To facilitate these calculations, we have developed an online calculator (http://cardiodb.org/alleleFrequencyApp) that will compute maximum credible population AF and maximum sample AC for a user-specified genetic architecture, and conversely allow users to dynamically explore what genetic architecture(s) might be most compatible with an observed variant having a causal role in disease.
Assessing the accuracy of our approach
For all diseases with case series that permitted us to define the genetic architecture, the commonest variant in the case series was well within the calculated maximum AC in ExAC (Table 1).
To assess the HCM thresholds empirically, we explored the ExAC AF spectrum of 1,132 distinct autosomal variants, identified in 6,179 published HCM cases referred for diagnostic sequencing, and individually assessed and clinically reported according to international guidelines.14, 15 477/479 (99.6%) of variants reported as “pathogenic” or “likely pathogenic” fell below our threshold (Figure 1), including all variants with a clear excess in cases. The 2 variants historically classified as “likely pathogenic,” but prevalent in ExAC in this analysis, were reassessed using contemporary ACMG criteria: there was no strong evidence in support of pathogenicity, and they were reclassified in light of these findings (Supplementary Table S1). This analysis identifies 66/653 (10.1%) variants of unknown significance (VUS) that are very unlikely to be causative for HCM.
The above analysis applied a single global AC limit of 9 for HCM; however, as AFs differ between populations, filtering based on frequencies in individual populations may provide greater power.2 For example, a variant relatively common in any one population is unlikely to be pathogenic, even if rare in other populations, provided the disease prevalence and architecture are consistent across populations. We therefore compute a maximum tolerated AC for each distinct subpopulation of our reference sample, and filter based on the highest AF observed in any major continental population (see “Materials and Methods”). The tightness of the Poisson distribution used to compute maximum tolerated AC is a function of sample size, and so our approach is more conservative when the AN is lower, thus avoiding inappropriately filtering variants based on chance observation of a few alleles in a smaller subpopulation or at a poorly genotyped site (see Supplementary Note 3).

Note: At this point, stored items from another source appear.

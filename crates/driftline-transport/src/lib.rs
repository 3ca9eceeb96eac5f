//! driftline Transport Layer - UDP datagrams
//!
//! This crate provides:
//! - A bound UDP socket for the collector and for sending nodes
//! - Classification of send failures into transient exhaustion and the rest

pub mod udp;

pub use udp::*;
//! driftline Wire Protocol - Binary measurement packet
//!
//! A node reports one measurement per datagram as a fixed 13-byte record:
//! - Bytes 0-4: Node tag (ASCII, NUL padded)
//! - Bytes 5-8: Device timestamp, µs (BE, u32, wrapping)
//! - Bytes 9-12: Measurement (BE, IEEE-754 f32)
//!
//! There is no checksum, sequence number or authentication.

pub mod packet;

pub use packet::*;
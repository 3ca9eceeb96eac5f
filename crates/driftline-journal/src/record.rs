//! Log record and its text row format

use std::fmt;

use driftline_core::{DriftlineError, DriftlineResult};

/// Header line written at the top of a new log
pub const LOG_HEADER: &str = "pico_time_s,node,esp_time_s,dist_cm";

/// Prefix identifying a header line
pub const HEADER_PREFIX: &str = "pico_time_s";

/// Columns in a complete row
pub const LOG_COLUMNS: usize = 4;

/// One accepted measurement, stamped with the collector's clock
#[derive(Clone, Debug, PartialEq)]
pub struct LogRecord {
    /// Collector clock at receipt, seconds
    pub collector_time: f64,
    /// Originating node
    pub node: String,
    /// Node clock at sampling, seconds
    pub device_time: f64,
    /// Sensor reading
    pub measurement: f32,
}

impl LogRecord {
    /// Render as a newline-terminated row
    pub fn to_row(&self) -> String {
        format!("{}\n", self)
    }
}

impl fmt::Display for LogRecord {
    fn fmt(&self, f: &mut fmt::Formatter<'_>) -> fmt::Result {
        write!(
            f,
            "{:.6},{},{:.6},{:.3}",
            self.collector_time, self.node, self.device_time, self.measurement
        )
    }
}

/// True when `node` can sit in the node column without breaking the row:
/// not blank, and free of commas and control characters (CR, LF, NUL).
pub fn is_loggable_node(node: &str) -> bool {
    !node.trim().is_empty() && !node.chars().any(|c| c == ',' || c.is_control())
}

/// The clock pair a correlation pass needs from one row
#[derive(Clone, Copy, Debug, PartialEq)]
pub struct SyncSample {
    /// Collector clock, seconds
    pub collector_time: f64,
    /// Device clock, seconds
    pub device_time: f64,
}

/// Classification of one log line
#[derive(Clone, Debug, PartialEq)]
pub enum Row {
    Header,
    Blank,
    Sample { node: String, sample: SyncSample },
}

/// Classify one line (without its terminator).
///
/// Only the first three fields are required; the measurement column is not
/// needed for correlation and is not validated.
pub fn parse_row(line: &str) -> DriftlineResult<Row> {
    let line = line.trim();
    if line.is_empty() {
        return Ok(Row::Blank);
    }
    if line.starts_with(HEADER_PREFIX) {
        return Ok(Row::Header);
    }

    let mut fields = line.split(',');
    let (Some(collector), Some(node), Some(device)) = (fields.next(), fields.next(), fields.next())
    else {
        return Err(DriftlineError::MalformedRow(format!(
            "expected at least 3 fields: {line:?}"
        )));
    };

    let collector_time = parse_seconds(collector)?;
    let device_time = parse_seconds(device)?;

    let node = node.trim();
    if node.is_empty() {
        return Err(DriftlineError::MalformedRow("empty node id".into()));
    }

    Ok(Row::Sample {
        node: node.to_string(),
        sample: SyncSample {
            collector_time,
            device_time,
        },
    })
}

fn parse_seconds(field: &str) -> DriftlineResult<f64> {
    let field = field.trim();
    match field.parse::<f64>() {
        Ok(v) if v.is_finite() => Ok(v),
        _ => Err(DriftlineError::MalformedRow(format!(
            "not a time value: {field:?}"
        ))),
    }
}
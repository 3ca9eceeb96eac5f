//! driftline binaries - configuration, telemetry and shutdown handling
//! shared by the collector, agent and analysis commands

pub mod config;
pub mod shutdown;
pub mod telemetry;

pub use shutdown::cancel_on_shutdown;
pub use telemetry::init_telemetry;
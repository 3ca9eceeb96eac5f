//! Node identifiers
//!
//! A node is named by a short ASCII tag that travels in the first five bytes
//! of every measurement packet. Shorter tags are NUL padded on the wire and
//! longer ones are truncated.

use std::fmt;

/// Width of a node tag on the wire
pub const NODE_TAG_LEN: usize = 5;

/// Fixed-width node identifier as carried in a measurement packet
#[derive(Clone, Copy, PartialEq, Eq, Hash, Default)]
pub struct NodeTag([u8; NODE_TAG_LEN]);

impl NodeTag {
    pub const EMPTY: NodeTag = NodeTag([0u8; NODE_TAG_LEN]);

    /// Build a tag from a string, truncating to five bytes and NUL padding
    /// the remainder.
    pub fn new(name: &str) -> Self {
        let mut bytes = [0u8; NODE_TAG_LEN];
        let src = name.as_bytes();
        let n = src.len().min(NODE_TAG_LEN);
        bytes[..n].copy_from_slice(&src[..n]);
        NodeTag(bytes)
    }

    #[inline]
    pub fn from_bytes(bytes: [u8; NODE_TAG_LEN]) -> Self {
        NodeTag(bytes)
    }

    #[inline]
    pub fn to_bytes(self) -> [u8; NODE_TAG_LEN] {
        self.0
    }

    /// The tag with trailing NUL and space padding removed.
    ///
    /// Non-UTF-8 bytes are replaced rather than rejected so that a garbled
    /// identifier still produces a log row.
    pub fn name(&self) -> String {
        let end = self
            .0
            .iter()
            .rposition(|&b| b != 0 && b != b' ')
            .map_or(0, |i| i + 1);
        String::from_utf8_lossy(&self.0[..end]).into_owned()
    }

    /// True when the tag is nothing but padding
    pub fn is_empty(&self) -> bool {
        self.0.iter().all(|&b| b == 0 || b == b' ')
    }
}

impl From<&str> for NodeTag {
    fn from(name: &str) -> Self {
        NodeTag::new(name)
    }
}

impl fmt::Debug for NodeTag {
    fn fmt(&self, f: &mut fmt::Formatter<'_>) -> fmt::Result {
        write!(f, "Node({:?})", self.name())
    }
}

impl fmt::Display for NodeTag {
    fn fmt(&self, f: &mut fmt::Formatter<'_>) -> fmt::Result {
        f.write_str(&self.name())
    }
}

#[cfg(test)]
mod tests {
    use super::*;
    use proptest::prelude::*;

    #[test]
    fn test_tag_padding() {
        let tag = NodeTag::new("A");
        assert_eq!(tag.to_bytes(), [b'A', 0, 0, 0, 0]);
        assert_eq!(tag.name(), "A");
    }

    #[test]
    fn test_tag_truncation() {
        let tag = NodeTag::new("sensor-7");
        assert_eq!(&tag.to_bytes(), b"senso");
        assert_eq!(tag.name(), "senso");
    }

    #[test]
    fn test_tag_space_padding_stripped() {
        let tag = NodeTag::from_bytes(*b"AB   ");
        assert_eq!(tag.name(), "AB");
        assert!(!tag.is_empty());
    }

    #[test]
    fn test_empty_tag() {
        assert!(NodeTag::EMPTY.is_empty());
        assert!(NodeTag::from_bytes(*b"  \0 \0").is_empty());
        assert_eq!(NodeTag::EMPTY.name(), "");
    }

    proptest! {
        #[test]
        fn prop_short_names_survive(name in "[A-Za-z0-9_-]{1,5}") {
            prop_assert_eq!(NodeTag::new(&name).name(), name);
        }

        #[test]
        fn prop_name_never_exceeds_tag(bytes in any::<[u8; NODE_TAG_LEN]>()) {
            let tag = NodeTag::from_bytes(bytes);
            prop_assert!(tag.name().len() <= NODE_TAG_LEN * 3);
            prop_assert_eq!(tag.is_empty(), tag.name().is_empty());
        }
    }
}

To further validate this approach, we examined all 601 variants identified in ClinVar16 as “pathogenic” or “likely pathogenic” and nonconflicted for HCM. Of these, 558 (93%) were sufficiently rare when assessed as described. 43 variants were insufficiently rare in at least one ExAC population, and were therefore recurated. 42 of these had no segregation or functional data sufficient to demonstrate pathogenicity in the heterozygous state, and would be classified by the contemporary ACMG framework as VUS at most. The remaining variant (MYBPC3:c.3330+5G>C) had convincing evidence of pathogenicity, though with uncertain penetrance (see Supplementary Methods), and was observed twice in the African/African-American ExAC population. This fell outside the 95% confidence interval for an underlying population frequency <4 × 10−5, but within the 99% confidence threshold: a single outlier due to stochastic variation is unsurprising given that these nominal probabilities are not corrected for multiple testing across 601 variants. In light of our updated assessment, 20 variants were reclassified as benign/likely benign and 22 as VUS, according to the ACMG guidelines for variant interpretation3 (Supplementary Table S1).
After curating variants above our calculated HCM threshold, the false-positive rate was 0/477 (0.000; 95%CI 0.000–0.008) and 1/559 (0.002; 95%CI 0.000–0.010) for the published HCM cohort and ClinVar data respectively.
Extending this approach to other disorders
This framework relies on estimation of the genetic architecture of a condition, which may not be well described. For diseases where large case series are absent, we can estimate the genetic architecture parameters by extrapolating from similar disorders and/or variant databases.
Where disease-specific variant databases exist, we can use these to estimate the maximum allelic contribution. For example, Marfan syndrome is a rare connective-tissue disorder caused by variants in the FBN1 gene. The UMD-FBN1 database17 contains 3,077 variants in FBN1 from 280 references (last updated 28 August 2014). The most common variant is in 30/3,006 records (1.00%; 95% CI 0.53–1.46%), which likely overestimates its contribution to disease if related individuals are not systematically excluded. Taking the upper bound of this frequency as our maximum allelic contribution, we derive a maximum tolerated AC of 2 (Table 2). None of the five most common variants in the database are present in ExAC.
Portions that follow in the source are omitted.